◆ **Task to complete**
Consider the data that follows and state how many lines contain the string "rewind", using the number alone.

◆ **Provided material**
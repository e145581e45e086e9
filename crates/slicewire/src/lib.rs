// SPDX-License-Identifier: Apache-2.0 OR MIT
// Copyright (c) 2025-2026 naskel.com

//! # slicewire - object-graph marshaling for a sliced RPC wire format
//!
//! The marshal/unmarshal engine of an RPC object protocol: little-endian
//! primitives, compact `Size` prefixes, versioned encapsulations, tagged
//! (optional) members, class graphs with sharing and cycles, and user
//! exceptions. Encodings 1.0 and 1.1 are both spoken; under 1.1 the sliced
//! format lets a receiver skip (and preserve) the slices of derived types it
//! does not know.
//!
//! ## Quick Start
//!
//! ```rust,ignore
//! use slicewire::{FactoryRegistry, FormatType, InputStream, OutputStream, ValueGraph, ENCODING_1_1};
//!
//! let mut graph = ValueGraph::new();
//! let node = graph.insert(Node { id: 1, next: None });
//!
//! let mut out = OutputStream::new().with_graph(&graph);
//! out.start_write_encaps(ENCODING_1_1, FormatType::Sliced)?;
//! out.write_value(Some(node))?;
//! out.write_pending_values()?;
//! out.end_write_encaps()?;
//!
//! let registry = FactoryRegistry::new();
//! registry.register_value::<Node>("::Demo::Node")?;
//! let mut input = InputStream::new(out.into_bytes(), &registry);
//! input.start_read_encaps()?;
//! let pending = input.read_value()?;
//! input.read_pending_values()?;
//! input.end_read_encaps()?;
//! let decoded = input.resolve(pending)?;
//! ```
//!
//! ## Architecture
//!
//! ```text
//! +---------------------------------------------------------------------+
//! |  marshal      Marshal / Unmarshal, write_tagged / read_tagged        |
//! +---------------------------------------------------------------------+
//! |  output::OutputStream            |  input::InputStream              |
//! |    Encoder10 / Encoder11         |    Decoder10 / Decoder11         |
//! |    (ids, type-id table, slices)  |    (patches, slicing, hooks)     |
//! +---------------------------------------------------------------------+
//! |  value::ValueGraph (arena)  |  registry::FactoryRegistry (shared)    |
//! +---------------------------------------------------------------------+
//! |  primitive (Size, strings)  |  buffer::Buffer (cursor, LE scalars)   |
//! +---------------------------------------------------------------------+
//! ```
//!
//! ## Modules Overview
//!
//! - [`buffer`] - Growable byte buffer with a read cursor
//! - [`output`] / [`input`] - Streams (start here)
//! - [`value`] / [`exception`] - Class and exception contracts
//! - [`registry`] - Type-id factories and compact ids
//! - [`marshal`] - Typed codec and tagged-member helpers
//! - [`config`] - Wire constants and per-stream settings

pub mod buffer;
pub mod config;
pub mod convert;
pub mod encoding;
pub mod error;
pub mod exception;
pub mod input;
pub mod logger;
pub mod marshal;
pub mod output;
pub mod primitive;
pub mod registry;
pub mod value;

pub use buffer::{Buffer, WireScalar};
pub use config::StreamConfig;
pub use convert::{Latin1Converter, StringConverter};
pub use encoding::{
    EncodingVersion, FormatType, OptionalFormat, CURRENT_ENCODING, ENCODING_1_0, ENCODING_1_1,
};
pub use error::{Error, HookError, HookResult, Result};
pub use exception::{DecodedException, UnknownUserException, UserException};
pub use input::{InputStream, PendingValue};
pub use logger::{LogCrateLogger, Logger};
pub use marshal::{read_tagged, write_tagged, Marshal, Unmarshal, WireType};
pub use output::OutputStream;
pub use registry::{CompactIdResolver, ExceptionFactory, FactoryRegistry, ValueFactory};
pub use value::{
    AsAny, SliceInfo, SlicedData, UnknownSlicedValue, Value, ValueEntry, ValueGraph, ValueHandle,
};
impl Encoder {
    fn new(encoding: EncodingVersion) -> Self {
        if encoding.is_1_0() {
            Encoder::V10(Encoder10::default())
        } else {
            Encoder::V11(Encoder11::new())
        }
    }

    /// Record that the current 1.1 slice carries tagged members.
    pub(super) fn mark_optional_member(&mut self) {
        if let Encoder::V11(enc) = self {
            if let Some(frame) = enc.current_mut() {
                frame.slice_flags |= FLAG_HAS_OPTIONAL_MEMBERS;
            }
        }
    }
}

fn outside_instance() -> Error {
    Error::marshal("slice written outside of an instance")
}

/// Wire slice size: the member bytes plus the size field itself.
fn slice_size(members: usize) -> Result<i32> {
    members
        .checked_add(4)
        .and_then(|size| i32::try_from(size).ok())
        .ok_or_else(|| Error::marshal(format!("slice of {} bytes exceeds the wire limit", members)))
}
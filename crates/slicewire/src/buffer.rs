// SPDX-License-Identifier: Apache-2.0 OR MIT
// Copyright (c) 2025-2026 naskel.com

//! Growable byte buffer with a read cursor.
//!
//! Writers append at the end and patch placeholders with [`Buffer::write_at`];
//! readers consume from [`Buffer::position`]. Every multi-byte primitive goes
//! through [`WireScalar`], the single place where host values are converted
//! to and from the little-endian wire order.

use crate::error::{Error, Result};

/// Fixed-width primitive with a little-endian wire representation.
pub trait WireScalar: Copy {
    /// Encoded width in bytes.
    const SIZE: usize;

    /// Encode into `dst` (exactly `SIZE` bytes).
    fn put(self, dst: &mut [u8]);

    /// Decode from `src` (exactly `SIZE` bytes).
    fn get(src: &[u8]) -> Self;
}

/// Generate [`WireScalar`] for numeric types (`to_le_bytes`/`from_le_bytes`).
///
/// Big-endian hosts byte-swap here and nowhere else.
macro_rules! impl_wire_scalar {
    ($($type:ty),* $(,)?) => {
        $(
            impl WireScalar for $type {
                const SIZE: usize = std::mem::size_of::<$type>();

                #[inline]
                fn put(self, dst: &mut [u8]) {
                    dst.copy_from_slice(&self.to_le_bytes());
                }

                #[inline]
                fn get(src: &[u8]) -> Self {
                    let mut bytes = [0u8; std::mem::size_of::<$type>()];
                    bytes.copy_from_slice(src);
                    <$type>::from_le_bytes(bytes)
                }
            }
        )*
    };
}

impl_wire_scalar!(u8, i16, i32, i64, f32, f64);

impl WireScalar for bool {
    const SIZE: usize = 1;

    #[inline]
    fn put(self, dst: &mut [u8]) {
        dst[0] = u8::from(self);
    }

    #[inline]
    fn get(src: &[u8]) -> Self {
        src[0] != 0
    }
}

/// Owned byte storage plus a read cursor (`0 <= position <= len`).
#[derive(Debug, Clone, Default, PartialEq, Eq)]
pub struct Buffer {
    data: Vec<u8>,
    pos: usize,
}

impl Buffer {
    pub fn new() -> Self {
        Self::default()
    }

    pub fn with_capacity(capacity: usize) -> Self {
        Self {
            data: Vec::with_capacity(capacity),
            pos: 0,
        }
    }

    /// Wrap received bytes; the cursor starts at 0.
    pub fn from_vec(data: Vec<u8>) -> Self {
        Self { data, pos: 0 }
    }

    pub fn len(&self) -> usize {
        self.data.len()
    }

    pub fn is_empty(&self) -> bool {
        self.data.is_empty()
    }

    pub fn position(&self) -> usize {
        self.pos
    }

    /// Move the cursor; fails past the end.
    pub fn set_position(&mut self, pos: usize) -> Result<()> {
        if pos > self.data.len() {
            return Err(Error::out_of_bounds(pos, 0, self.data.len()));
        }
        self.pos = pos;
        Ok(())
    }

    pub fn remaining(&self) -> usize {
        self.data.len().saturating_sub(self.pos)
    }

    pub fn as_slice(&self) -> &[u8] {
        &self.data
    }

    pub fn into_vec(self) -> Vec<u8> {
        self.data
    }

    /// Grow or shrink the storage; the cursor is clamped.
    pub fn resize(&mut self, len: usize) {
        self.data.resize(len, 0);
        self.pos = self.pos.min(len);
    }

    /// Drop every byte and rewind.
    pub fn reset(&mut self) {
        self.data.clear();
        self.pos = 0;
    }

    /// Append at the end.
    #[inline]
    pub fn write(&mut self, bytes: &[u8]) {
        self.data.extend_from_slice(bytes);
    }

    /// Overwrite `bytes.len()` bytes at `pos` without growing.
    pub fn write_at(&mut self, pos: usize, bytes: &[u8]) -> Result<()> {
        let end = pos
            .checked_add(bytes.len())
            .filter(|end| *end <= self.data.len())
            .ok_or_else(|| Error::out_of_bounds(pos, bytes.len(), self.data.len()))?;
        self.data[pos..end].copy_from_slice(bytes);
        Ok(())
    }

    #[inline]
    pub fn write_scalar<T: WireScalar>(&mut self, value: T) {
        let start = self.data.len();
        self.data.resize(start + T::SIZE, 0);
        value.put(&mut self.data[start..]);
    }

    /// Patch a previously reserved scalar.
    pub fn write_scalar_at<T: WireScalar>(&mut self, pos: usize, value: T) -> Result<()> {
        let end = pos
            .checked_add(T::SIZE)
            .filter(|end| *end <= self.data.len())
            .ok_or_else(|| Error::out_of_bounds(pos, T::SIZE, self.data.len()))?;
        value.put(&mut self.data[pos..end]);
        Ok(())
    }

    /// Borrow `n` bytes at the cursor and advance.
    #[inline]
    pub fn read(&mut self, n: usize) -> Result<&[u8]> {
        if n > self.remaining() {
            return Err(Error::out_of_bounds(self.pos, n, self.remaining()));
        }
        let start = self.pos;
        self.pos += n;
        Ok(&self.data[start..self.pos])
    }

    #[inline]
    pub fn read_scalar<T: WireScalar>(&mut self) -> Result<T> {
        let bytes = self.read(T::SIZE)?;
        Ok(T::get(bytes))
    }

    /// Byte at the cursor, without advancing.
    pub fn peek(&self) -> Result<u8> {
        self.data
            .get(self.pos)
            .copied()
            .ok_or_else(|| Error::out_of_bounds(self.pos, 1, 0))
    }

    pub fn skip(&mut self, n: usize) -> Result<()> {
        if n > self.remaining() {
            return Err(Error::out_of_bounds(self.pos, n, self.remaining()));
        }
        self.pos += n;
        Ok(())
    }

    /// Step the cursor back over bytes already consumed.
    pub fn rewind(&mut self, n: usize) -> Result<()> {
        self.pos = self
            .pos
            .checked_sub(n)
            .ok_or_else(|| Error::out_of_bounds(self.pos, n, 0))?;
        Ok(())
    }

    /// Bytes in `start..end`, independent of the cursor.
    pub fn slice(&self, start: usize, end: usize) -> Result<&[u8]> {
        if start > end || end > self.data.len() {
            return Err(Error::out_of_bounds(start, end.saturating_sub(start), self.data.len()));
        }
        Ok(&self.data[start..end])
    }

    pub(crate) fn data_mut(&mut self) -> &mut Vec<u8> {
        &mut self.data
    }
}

◆ **Your solution**
2